| TASK ITEM |
Your output must consist solely of the lines from the one containing "is already in" through the end of the records, reproduced exactly.

| RECORDS FOR THIS TASK |
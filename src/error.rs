use thiserror::Error;

/// Reasons a submission is refused before any remote call is made.
#[derive(Error, Debug, Clone, PartialEq, Eq)]
pub enum ValidationError {
    #[error("invalid IP address: {0}")]
    InvalidAddress(String),
    #[error("parameter userVisibleData data too long")]
    VisibleDataTooLong,
    #[error("parameter personalNumber malformed")]
    PersonalNumberMalformed,
    #[error("parameter personalNumber must be 12 digits long")]
    PersonalNumberLength,
    #[error("parameter userNonVisibleData data too long")]
    NonVisibleDataTooLong,
    #[error("parameter cardReader set to invalid value")]
    InvalidCardReader,
    #[error("order id {0} is already in use")]
    OrderIdInUse(String),
}

#[derive(Error, Debug)]
pub enum EngineError {
    #[error(transparent)]
    ValidationError(#[from] ValidationError),
    /// The remote service could not be reached.
    #[error("transport error: {0}")]
    TransportError(String),
    /// Non-2xx answer carrying the service's error envelope.
    #[error("{code}: {details}")]
    RemoteError { code: String, details: String },
    /// A response body that does not match the protocol.
    #[error("{0}")]
    ProtocolError(String),
    #[error("no session with provided ID")]
    NotFoundError,
    #[error("pairing code error: {0}")]
    PairingError(String),
    #[error("configuration error: {0}")]
    ConfigError(String),
    #[error("IO error: {0}")]
    IoError(#[from] std::io::Error),
    #[error("JSON error: {0}")]
    JsonError(#[from] serde_json::Error),
    #[error("HTTP client error: {0}")]
    HttpError(#[from] reqwest::Error),
    #[error("CSV error: {0}")]
    CsvError(#[from] csv::Error),
}

pub type Result<T> = std::result::Result<T, EngineError>;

| RESPONSE TO THIS EXERCISE |
    #[error("order id {0} is already in use")]
    OrderIdInUse(String),
}

#[derive(Error, Debug)]
pub enum EngineError {
    #[error(transparent)]
    ValidationError(#[from] ValidationError),
    /// The remote service could not be reached.
    #[error("transport error: {0}")]
    TransportError(String),
    /// Non-2xx answer carrying the service's error envelope.
    #[error("{code}: {details}")]
    RemoteError { code: String, details: String },
    /// A response body that does not match the protocol.
    #[error("{0}")]
    ProtocolError(String),
    #[error("no session with provided ID")]
    NotFoundError,
    #[error("pairing code error: {0}")]
    PairingError(String),
    #[error("configuration error: {0}")]
    ConfigError(String),
    #[error("IO error: {0}")]
    IoError(#[from] std::io::Error),
    #[error("JSON error: {0}")]
    JsonError(#[from] serde_json::Error),
    #[error("HTTP client error: {0}")]
    HttpError(#[from] reqwest::Error),
    #[error("CSV error: {0}")]
    CsvError(#[from] csv::Error),
}

pub type Result<T> = std::result::Result<T, EngineError>;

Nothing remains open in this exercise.